Traveling the road from Idea all the way to OpenJDK

Donald Raab
11 min readJul 20, 2022

--

See something. Say something. Prove something. Do something.

The Tower Bridge on the River Thames, London in May 2013

Starting with an Idea

In May 2013, I was in traveling on business in London. The GS Collections library had been released to open source on GitHub a year and a half earlier (January 2012). I was a member of the JSR 335 Expert Group, and would post in the lambda-lib-spec-experts mail list when I wanted to share an opinion on a topic being discussed.

See Something

While I was in London, I was actively testing GS Collections with the Java Stream library using a binary snapshot of the pre-Java 8 release. I recall spending several hours in my hotel room, across from St. Paul’s Cathedral, puzzling over a peculiar performance difference I was seeing between stream and parallelStream when used with GS Collections’ FastList class.
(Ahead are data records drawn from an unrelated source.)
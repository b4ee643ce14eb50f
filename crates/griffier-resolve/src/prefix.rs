//! Registry of known surname particles ("van", "van der", "'t", …).

/// Particles seen in the member and submitter data. Order is canonical for
/// reading; [`PrefixTable::new`] re-sorts longest-first so that "van" can
/// never shadow "van der".
const DUTCH_PREFIXES: &[&str] = &[
  "van der", "van den", "van de", "van 't", "in het", "in 't", "op de",
  "van", "von", "den", "der", "ten", "ter", "te", "de", "het", "'t",
];

/// An ordered set of surname prefixes, longest first.
///
/// The table is plain configuration — construct one with extra entries when
/// the source data calls for it, or use [`PrefixTable::dutch`].
#[derive(Debug, Clone)]
pub struct PrefixTable {
  prefixes: Vec<String>,
}

impl Default for PrefixTable {
  fn default() -> Self { Self::dutch() }
}

impl PrefixTable {
  /// Build a table from arbitrary prefixes. Entries are sorted longest
  /// first; equal lengths keep their given order.
  pub fn new<I, S>(prefixes: I) -> Self
  where
    I: IntoIterator<Item = S>,
    S: Into<String>,
  {
    let mut prefixes: Vec<String> =
      prefixes.into_iter().map(Into::into).collect();
    prefixes.sort_by_key(|p| std::cmp::Reverse(p.len()));
    Self { prefixes }
  }

  /// The built-in Dutch particle set.
  pub fn dutch() -> Self { Self::new(DUTCH_PREFIXES.iter().copied()) }

  /// The Dutch set extended with caller-supplied entries.
  pub fn dutch_with(extra: &[String]) -> Self {
    Self::new(
      DUTCH_PREFIXES
        .iter()
        .map(|p| p.to_string())
        .chain(extra.iter().cloned()),
    )
  }

  /// Find the first known prefix occurring in `text` as a standalone word,
  /// returning the prefix and its byte offset.
  ///
  /// A prefix only counts when it starts the string or follows whitespace,
  /// and when it is followed by whitespace or the end of the string. This
  /// keeps "van" from matching inside "Evangelische", and demotes
  /// "van der" to "van" in "Ard van derSteur".
  pub fn find_prefix(&self, text: &str) -> Option<(String, usize)> {
    for prefix in &self.prefixes {
      let mut from = 0;
      while let Some(rel) = text[from..].find(prefix.as_str()) {
        let pos = from + rel;
        if Self::is_word_bounded(text, pos, prefix.len()) {
          return Some((prefix.clone(), pos));
        }
        from = pos + 1;
      }
    }
    None
  }

  fn is_word_bounded(text: &str, pos: usize, len: usize) -> bool {
    let starts_word = pos == 0
      || text[..pos]
        .chars()
        .next_back()
        .is_some_and(char::is_whitespace);
    let end = pos + len;
    let ends_word = end == text.len()
      || text[end..].chars().next().is_some_and(char::is_whitespace);
    starts_word && ends_word
  }
}

#[cfg(test)]
mod tests {
  use super::*;

  #[test]
  fn multi_word_prefix_wins_over_its_head() {
    let table = PrefixTable::dutch();
    assert_eq!(
      table.find_prefix("Ard van der Steur"),
      Some(("van der".to_string(), 4))
    );
  }

  #[test]
  fn prefix_must_be_followed_by_whitespace() {
    let table = PrefixTable::dutch();
    // "van der" is present as a substring but runs into "Steur"; only the
    // standalone "van" qualifies.
    assert_eq!(
      table.find_prefix("Ard van derSteur"),
      Some(("van".to_string(), 4))
    );
  }

  #[test]
  fn no_prefix_in_plain_name() {
    let table = PrefixTable::dutch();
    assert_eq!(table.find_prefix("Jan Peter Balkenende"), None);
  }

  #[test]
  fn prefix_inside_a_word_does_not_match() {
    let table = PrefixTable::dutch();
    assert_eq!(table.find_prefix("Evangelische Partij"), None);
  }

  #[test]
  fn prefix_at_string_start_and_end() {
    let table = PrefixTable::dutch();
    assert_eq!(
      table.find_prefix("van Dijkstra"),
      Some(("van".to_string(), 0))
    );
    assert_eq!(
      table.find_prefix("Dijkstra van"),
      Some(("van".to_string(), 9))
    );
  }

  #[test]
  fn extra_prefixes_are_honoured() {
    let table = PrefixTable::dutch_with(&["auf dem".to_string()]);
    assert_eq!(
      table.find_prefix("Hein auf dem Berge"),
      Some(("auf dem".to_string(), 5))
    );
  }
}
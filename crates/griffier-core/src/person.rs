//! Person — the canonical identity record.
//!
//! Everyone appearing in the records (members, ministers, submitters of
//! documents) resolves to exactly one `Person`. Records are created by the
//! resolution facade when no existing record matches, and are never mutated
//! afterwards except to backfill external identifiers or initials.

use chrono::{DateTime, Utc};
use serde::{Deserialize, Serialize};
use uuid::Uuid;

use crate::normalize::slugify;

/// Surname of the shared sentinel record handed to callers that supply no
/// name at all. Keeps the "surname is never empty" invariant intact.
pub const UNKNOWN_SURNAME: &str = "unknown";

#[derive(Debug, Clone, Serialize, Deserialize)]
pub struct Person {
  pub person_id:      Uuid,
  pub forename:       String,
  pub surname:        String,
  /// Particle such as "van" or "van der"; sorts separately from the surname.
  pub surname_prefix: String,
  /// Dot-separated letter groups, e.g. "P.A.". May be empty.
  pub initials:       String,
  pub wikidata_id:    Option<String>,
  /// Identifier on the parliamentary biography site.
  pub parlement_id:   Option<String>,
  /// Derived from the fullname at creation; immutable afterwards.
  pub slug:           String,
  pub created_at:     DateTime<Utc>,
}

impl Person {
  /// Surname with its particle in front: "van der Steur".
  pub fn surname_including_prefix(&self) -> String {
    if self.surname_prefix.is_empty() {
      self.surname.clone()
    } else {
      format!("{} {}", self.surname_prefix, self.surname)
    }
  }

  /// Display name: forename, particle, surname — skipping empty parts.
  pub fn fullname(&self) -> String {
    let mut full = String::new();
    for part in [
      self.forename.as_str(),
      self.surname_prefix.as_str(),
      self.surname.as_str(),
    ] {
      if part.is_empty() {
        continue;
      }
      if !full.is_empty() {
        full.push(' ');
      }
      full.push_str(part);
    }
    full
  }

  /// Whether this is the sentinel record for empty-name sources.
  pub fn is_unknown(&self) -> bool {
    self.surname == UNKNOWN_SURNAME
      && self.forename.is_empty()
      && self.initials.is_empty()
  }
}

/// Input to [`crate::store::ChamberStore::add_person`].
/// `person_id`, `slug` and `created_at` are assigned by the store.
#[derive(Debug, Clone, Default, Serialize, Deserialize)]
pub struct NewPerson {
  #[serde(default)]
  pub forename:       String,
  pub surname:        String,
  #[serde(default)]
  pub surname_prefix: String,
  #[serde(default)]
  pub initials:       String,
  #[serde(default)]
  pub wikidata_id:    Option<String>,
  #[serde(default)]
  pub parlement_id:   Option<String>,
}

impl NewPerson {
  /// The slug the stored record will carry. Falls back to the initials when
  /// the name parts alone produce nothing usable.
  pub fn slug(&self) -> String {
    let name_slug = slugify(&format!(
      "{} {} {}",
      self.forename, self.surname_prefix, self.surname
    ));
    if name_slug.is_empty() {
      slugify(&self.initials)
    } else {
      name_slug
    }
  }
}

#[cfg(test)]
mod tests {
  use super::*;

  fn person(forename: &str, prefix: &str, surname: &str) -> Person {
    Person {
      person_id:      Uuid::new_v4(),
      forename:       forename.to_string(),
      surname:        surname.to_string(),
      surname_prefix: prefix.to_string(),
      initials:       String::new(),
      wikidata_id:    None,
      parlement_id:   None,
      slug:           String::new(),
      created_at:     Utc::now(),
    }
  }

  #[test]
  fn fullname_includes_prefix() {
    let p = person("Ard", "van der", "Steur");
    assert_eq!(p.fullname(), "Ard van der Steur");
    assert_eq!(p.surname_including_prefix(), "van der Steur");
  }

  #[test]
  fn fullname_skips_empty_parts() {
    let p = person("", "", "Grapperhaus");
    assert_eq!(p.fullname(), "Grapperhaus");
    assert_eq!(p.surname_including_prefix(), "Grapperhaus");
  }

  #[test]
  fn new_person_slug() {
    let input = NewPerson {
      forename: "Pia".to_string(),
      surname: "Dijkstra".to_string(),
      ..NewPerson::default()
    };
    assert_eq!(input.slug(), "pia-dijkstra");
  }

  #[test]
  fn new_person_slug_falls_back_to_initials() {
    let input = NewPerson {
      initials: "P.A.".to_string(),
      surname: String::new(),
      ..NewPerson::default()
    };
    assert_eq!(input.slug(), "p-a");
  }
}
My hotel in London, May 2013

The Java Microbenchmark Harness project (JMH) did not yet exist in open source at this point in time. The first publicly available version of JMH that I could see in GitHub was tagged as a release in November, 2013. I had written and used my own microbenchmark harness in Java for several years. The tool was fairly simple, but I often questioned the accuracy of results. The differences I was seeing between stream and parallelStream for FastList were so stark and surprising, I believed I had discovered something that needed to be addressed.

I knew that access to Stream would be introduced in Java as default methods named stream() and parallelStream() on the java.util.Collection interface. Any interface or class that extended or implemented java.util.Collection would inherit the default implementation of the stream() and parallelStream() methods. Both stream and parallelStream depended on another default method named spliterator. I knew that FastList and the other mutable containers in GS Collections would immediately be able to leverage Java Streams because they inherited from Collection.

I ran some benchmarks comparing stream and parallelStream with eager iteration methods provided by GS Collections for both FastList and ArrayList. The benchmarks were measuring the average time in milliseconds for each operation, so smaller is better in the charts.

Here are the performance numbers I saw for GS Collections’ FastList.

Filtering 1,000,000 element FastList using stream, parallelStream and GSC eager — Smaller is Better

Here are the performance numbers I saw for ArrayList.

Filtering 1,000,000 element ArrayList using stream, parallelStream and GSC eager methods — Smaller is Better

Eager filtering in GS Collections (green bars) performed better than stream/parallelStream (blue bars) filtering in all cases. This met my expectations, as eager methods will almost always outperform for a single operation like filter. The difference in performance between parallelStream filtering with FastList and parallelStream filtering with ArrayList is the thing that confused and concerned me. I expected FastList performance to be very similar to ArrayList.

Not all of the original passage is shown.